Melatonin’s antioxidant activity is threefold: (1) it is a very lipophilic molecule and so penetrates all the intracellular structures and protects them from oxidative attack; (2) it purifies free radicals and increases glutathione (GSH), thus maintaining the redox balance of cells; and (3) through a genomic effect, it increases the expression (and activity) of glutathione reductase and peroxidase. This antioxidant activity may be the basis of melatonin’s role in regulating the cell cycle, including inhibition of apoptosis. Aside from its other well-documented and experimentally-researched antioxidant and anti-inflammatory activities, melatonin’s ability to inhibit dopamine oxidation makes it a more potent antioxidant than selegiline and vitamins E and C. In addition, it can reverse the mitochondrial complex I oxidation induced by potent neurotoxins such as MPTP in parkinsonian mice, helping the recovery of mitochondrial energy and normal locomotor activity. In a similar line, melatonin prevents the multi-organ failure induced in rats or mice by administration of bacterial lipopolysaccharides, by reducing the expression and activity of iNOS and excessive NO production. Above all, melatonin reduces the expression and activity of i‑mtNOS, significantly reducing the mitochondrial levels of NO, normalising ETC activity and ATP production. These examples of melatonin’s antioxidant and anti-inflammatory efficacy are the basis of its clinical utility.

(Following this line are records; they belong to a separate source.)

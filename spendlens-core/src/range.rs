//! Coarse pre-filter applied before the search query: date range, category
//! and minimum amount, the way the transaction listing narrows a store.

use chrono::NaiveDate;
use serde::{Deserialize, Serialize};

use crate::transaction::Transaction;

/// Category value meaning "no category constraint"
pub const ALL_CATEGORIES: &str = "All";

#[derive(Debug, Clone, Default, PartialEq, Serialize, Deserialize)]
pub struct TransactionFilter {
    /// First day included
    pub start: Option<NaiveDate>,
    /// Last day included, whole day
    pub end: Option<NaiveDate>,
    /// Exact category label; [`ALL_CATEGORIES`] disables the check
    pub category: Option<String>,
    pub min_amount: Option<f64>,
}

impl TransactionFilter {
    pub fn new() -> Self {
        Self::default()
    }

    pub fn start(mut self, day: NaiveDate) -> Self {
        self.start = Some(day);
        self
    }

    pub fn end(mut self, day: NaiveDate) -> Self {
        self.end = Some(day);
        self
    }

    pub fn category(mut self, category: impl Into<String>) -> Self {
        self.category = Some(category.into());
        self
    }

    pub fn min_amount(mut self, amount: f64) -> Self {
        self.min_amount = Some(amount);
        self
    }

    pub fn accepts(&self, txn: &Transaction) -> bool {
        // Compared by calendar day so sub-second timestamps on the end day stay in.
        let day = txn.day();
        if let Some(start) = self.start {
            if day < start {
                return false;
            }
        }
        if let Some(end) = self.end {
            if day > end {
                return false;
            }
        }
        if let Some(category) = self.category.as_deref() {
            if category != ALL_CATEGORIES && txn.category != category {
                return false;
            }
        }
        if let Some(min) = self.min_amount {
            if txn.amount < min {
                return false;
            }
        }
        true
    }

    /// Transactions passing the filter, in input order.
    pub fn apply<'a>(&self, txns: &'a [Transaction]) -> Vec<&'a Transaction> {
        txns.iter().filter(|t| self.accepts(t)).collect()
    }
}

#[cfg(test)]
mod tests {
    use super::*;

    fn day(m: u32, d: u32) -> NaiveDate {
        NaiveDate::from_ymd_opt(2026, m, d).unwrap()
    }

    fn txn(id: i64, m: u32, d: u32, hms: (u32, u32, u32), category: &str, amount: f64) -> Transaction {
        let ts = day(m, d).and_hms_opt(hms.0, hms.1, hms.2).unwrap();
        Transaction::new(id, format!("txn {id}"), amount, category, ts)
    }

    fn sample() -> Vec<Transaction> {
        vec![
            txn(1, 1, 31, (23, 0, 0), "Dining", 20.0),
            txn(2, 2, 1, (0, 0, 0), "Transport", 5.0),
            txn(3, 2, 14, (23, 59, 59), "Dining", 60.0),
            txn(4, 2, 15, (0, 0, 1), "Housing", 900.0),
        ]
    }

    fn ids(v: Vec<&Transaction>) -> Vec<i64> {
        v.into_iter().map(|t| t.id).collect()
    }

    #[test]
    fn test_empty_filter_keeps_all() {
        let txns = sample();
        assert_eq!(ids(TransactionFilter::new().apply(&txns)), vec![1, 2, 3, 4]);
    }

    #[test]
    fn test_end_day_is_inclusive() {
        let txns = sample();
        let f = TransactionFilter::new().start(day(2, 1)).end(day(2, 14));
        assert_eq!(ids(f.apply(&txns)), vec![2, 3]);
    }

    #[test]
    fn test_end_day_keeps_fractional_last_second() {
        let ts = day(2, 14).and_hms_milli_opt(23, 59, 59, 500).unwrap();
        let txns = vec![Transaction::new(9, "late", 1.0, "Dining", ts)];
        let f = TransactionFilter::new().start(day(2, 14)).end(day(2, 14));
        assert_eq!(ids(f.apply(&txns)), vec![9]);
    }

    #[test]
    fn test_category_exact_and_all() {
        let txns = sample();
        assert_eq!(ids(TransactionFilter::new().category("Dining").apply(&txns)), vec![1, 3]);
        assert!(TransactionFilter::new().category("dining").apply(&txns).is_empty());
        assert_eq!(TransactionFilter::new().category("All").apply(&txns).len(), 4);
    }

    #[test]
    fn test_min_amount() {
        let txns = sample();
        let f = TransactionFilter::new().min_amount(20.0);
        assert_eq!(ids(f.apply(&txns)), vec![1, 3, 4]);
    }
}
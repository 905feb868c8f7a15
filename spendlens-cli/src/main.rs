use anyhow::Result;
use chrono::NaiveDate;
use clap::{Args, Parser, Subcommand};
use spendlens_core::{GroupBy, Period};
use std::path::PathBuf;

mod config;
mod logging;
mod report;
mod state;

const LONG_VERSION: &str = concat!(
    env!("CARGO_PKG_VERSION"),
    " (",
    env!("SPENDLENS_BUILD_SHA"),
    ")"
);

#[derive(Parser, Debug)]
#[command(
    name = "spendlens",
    version,
    long_version = LONG_VERSION,
    about = "Search and summarize personal transaction exports"
)]
struct Cli {
    /// Log level override (error, warn, info, debug, trace)
    #[arg(long, global = true)]
    log_level: Option<String>,

    #[command(subcommand)]
    command: Command,
}

/// Where transactions come from and the coarse pre-filter applied to them
#[derive(Args, Debug, Clone)]
pub struct SourceArgs {
    /// Transaction export, CSV or JSON (defaults to [data] file in the config)
    #[arg(long, short)]
    pub file: Option<PathBuf>,

    /// First day to include (YYYY-MM-DD)
    #[arg(long, value_parser = parse_day)]
    pub from: Option<NaiveDate>,

    /// Last day to include (YYYY-MM-DD, whole day)
    #[arg(long, value_parser = parse_day)]
    pub to: Option<NaiveDate>,

    /// Exact category label ("All" for any)
    #[arg(long)]
    pub category: Option<String>,

    /// Smallest amount to include
    #[arg(long)]
    pub min_amount: Option<f64>,
}

#[derive(Subcommand, Debug)]
enum Command {
    /// List transactions matching a query, e.g. `cat=dining amount>=10 coffee`
    Search {
        #[command(flatten)]
        source: SourceArgs,

        /// Print matches as JSON
        #[arg(long)]
        json: bool,

        /// Search query; words are joined with spaces
        #[arg(trailing_var_arg = true)]
        query: Vec<String>,
    },

    /// Total spending, grouped by category, merchant, day or none
    Summary {
        #[command(flatten)]
        source: SourceArgs,

        /// Only count transactions matching this query
        #[arg(long, short)]
        query: Option<String>,

        /// none | category | merchant | day (defaults to the config)
        #[arg(long)]
        group_by: Option<GroupBy>,

        /// Maximum number of rows (defaults to the config)
        #[arg(long)]
        limit: Option<usize>,

        #[arg(long)]
        json: bool,
    },

    /// Total spending of one date range against another
    Compare {
        /// Transaction export (defaults to [data] file in the config)
        #[arg(long, short)]
        file: Option<PathBuf>,

        #[arg(long, value_parser = parse_day)]
        current_from: NaiveDate,

        #[arg(long, value_parser = parse_day)]
        current_to: NaiveDate,

        #[arg(long, value_parser = parse_day)]
        previous_from: NaiveDate,

        #[arg(long, value_parser = parse_day)]
        previous_to: NaiveDate,

        /// Restrict both totals to one exact category
        #[arg(long)]
        category: Option<String>,

        #[arg(long)]
        json: bool,
    },

    /// Spending against the [budgets] table for one month
    Budget {
        #[arg(long, short)]
        file: Option<PathBuf>,

        /// Month to report (YYYY-MM)
        #[arg(long, value_parser = parse_month)]
        month: NaiveDate,

        #[arg(long)]
        json: bool,
    },

    /// Show how a query is tokenized
    Tokens {
        #[arg(trailing_var_arg = true)]
        query: Vec<String>,
    },

    /// Manage ~/.spendlens/config.toml
    Config {
        #[command(subcommand)]
        command: ConfigCommand,
    },
}

#[derive(Subcommand, Debug)]
enum ConfigCommand {
    /// Write the default config if none exists
    Init,
    /// Print the effective config
    Show,
}

fn parse_day(s: &str) -> Result<NaiveDate, String> {
    NaiveDate::parse_from_str(s.trim(), "%Y-%m-%d")
        .map_err(|e| format!("expected YYYY-MM-DD, got '{s}': {e}"))
}

/// First day of a `YYYY-MM` month
fn parse_month(s: &str) -> Result<NaiveDate, String> {
    NaiveDate::parse_from_str(&format!("{}-01", s.trim()), "%Y-%m-%d")
        .map_err(|e| format!("expected YYYY-MM, got '{s}': {e}"))
}

fn main() -> Result<()> {
    let cli = Cli::parse();
    let cfg = config::load_config()?;
    logging::init(cli.log_level.as_deref().unwrap_or(&cfg.log.level));

    match cli.command {
        Command::Search {
            source,
            json,
            query,
        } => {
            report::run_search(&source, &query.join(" "), json, &cfg)?;
        }

        Command::Summary {
            source,
            query,
            group_by,
            limit,
            json,
        } => {
            let opts = report::SummaryOptions {
                query,
                group_by,
                limit,
                json,
            };
            report::run_summary(&source, &opts, &cfg)?;
        }

        Command::Compare {
            file,
            current_from,
            current_to,
            previous_from,
            previous_to,
            category,
            json,
        } => {
            let opts = report::CompareOptions {
                current: Period::new(current_from, current_to),
                previous: Period::new(previous_from, previous_to),
                category,
                json,
            };
            report::run_compare(file.as_deref(), &opts, &cfg)?;
        }

        Command::Budget { file, month, json } => {
            report::run_budget(file.as_deref(), month, json, &cfg)?;
        }

        Command::Tokens { query } => {
            report::run_tokens(&query.join(" "))?;
        }

        Command::Config { command } => match command {
            ConfigCommand::Init => config::init_config()?,
            ConfigCommand::Show => {
                println!("# {}", config::config_path()?.display());
                print!("{}", toml::to_string_pretty(&cfg)?);
            }
        },
    }

    Ok(())
}
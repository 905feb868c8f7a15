use std::path::PathBuf;
use std::process::Command;

fn git_short_sha(repo_root: &PathBuf) -> Option<String> {
    let out = Command::new("git")
        .arg("-C")
        .arg(repo_root)
        .args(["rev-parse", "--short", "HEAD"])
        .output()
        .ok()?;
    if !out.status.success() {
        return None;
    }
    let sha = String::from_utf8_lossy(&out.stdout).trim().to_string();
    (!sha.is_empty()).then_some(sha)
}

fn main() {
    let manifest_dir = std::env::var("CARGO_MANIFEST_DIR").unwrap_or_else(|_| ".".to_string());
    let repo_root = PathBuf::from(manifest_dir).join("..");

    let sha = git_short_sha(&repo_root).unwrap_or_else(|| "unknown".to_string());
    println!("cargo:rustc-env=SPENDLENS_BUILD_SHA={sha}");
}
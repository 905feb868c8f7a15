//! Transaction record types shared by the loader, the query engine and the summary

use chrono::{NaiveDate, NaiveDateTime};
use serde::{Deserialize, Serialize};

/// Category assigned when an export row carries none
pub const DEFAULT_CATEGORY: &str = "Uncategorized";

/// A recorded expense, as handed over by the storage layer
#[derive(Debug, Clone, Serialize, Deserialize, PartialEq)]
pub struct Transaction {
    /// Identifier assigned by the store (row position for exports without ids)
    pub id: i64,
    /// Free-form description, usually the merchant
    pub description: String,
    /// Non-negative, currency-agnostic amount
    pub amount: f64,
    /// User-defined or default category label
    pub category: String,
    /// When the transaction happened
    pub timestamp: NaiveDateTime,
}

impl Transaction {
    pub fn new(
        id: i64,
        description: impl Into<String>,
        amount: f64,
        category: impl Into<String>,
        timestamp: NaiveDateTime,
    ) -> Self {
        Self {
            id,
            description: description.into(),
            amount,
            category: category.into(),
            timestamp,
        }
    }

    /// Calendar day of the transaction
    pub fn day(&self) -> NaiveDate {
        self.timestamp.date()
    }
}

/// Anything the query engine can evaluate a search against.
///
/// The engine only ever reads these three attributes, so callers can search
/// their own record types without converting to [`Transaction`].
pub trait Searchable {
    fn description(&self) -> &str;
    fn category(&self) -> &str;
    fn amount(&self) -> f64;
}

impl Searchable for Transaction {
    fn description(&self) -> &str {
        &self.description
    }

    fn category(&self) -> &str {
        &self.category
    }

    fn amount(&self) -> f64 {
        self.amount
    }
}

impl<T: Searchable + ?Sized> Searchable for &T {
    fn description(&self) -> &str {
        (**self).description()
    }

    fn category(&self) -> &str {
        (**self).category()
    }

    fn amount(&self) -> f64 {
        (**self).amount()
    }
}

Melatonin also protects against oxidative damage induced by a wide variety of agents and situations which produce free radicals such as the carcinogen safrole, cyanide, the depletion of glutathione, and ionising radiation. Melatonin is very effective in protecting DNA, RNA, membrane lipids, and cytosolic proteins against oxidative damage, thus increasing membrane fluidity. Likewise, it scavenges the peroxyl radicals generated during lipid peroxidation by very different agents, including paraquat, bacterial lipopolysaccharides, and MPTP, among others. The generation of safrole-induced free radicals, which severely damage DNA and is carcinogenic, is almost completely blocked by melatonin at doses 100 times lower than safrole. Likewise, melatonin is 100,000 times more effective than vitamins E and C in protecting mitochondria from the damage induced by hydroperoxides. In addition, the DNA damage produced by free radicals from other sources, such as ionising radiation, is reduced if melatonin is administered beforehand.
Cytosolic proteins are also protected by melatonin against free radicals; in experimental situations of glutathione depletion (by administering buthionine sulfoximine, BSO), melatonin prevents the appearance of cataracts in newborn rats. The chronic administration of melatonin to mice with an accelerated aging profile (SAMP8) prevented the deterioration of mitochondrial function associated with aging, because it counteracted the oxidative and nitrosative stress and the inflammatory reactions that cause aging, thus ‘rescuing’ these senescent mice.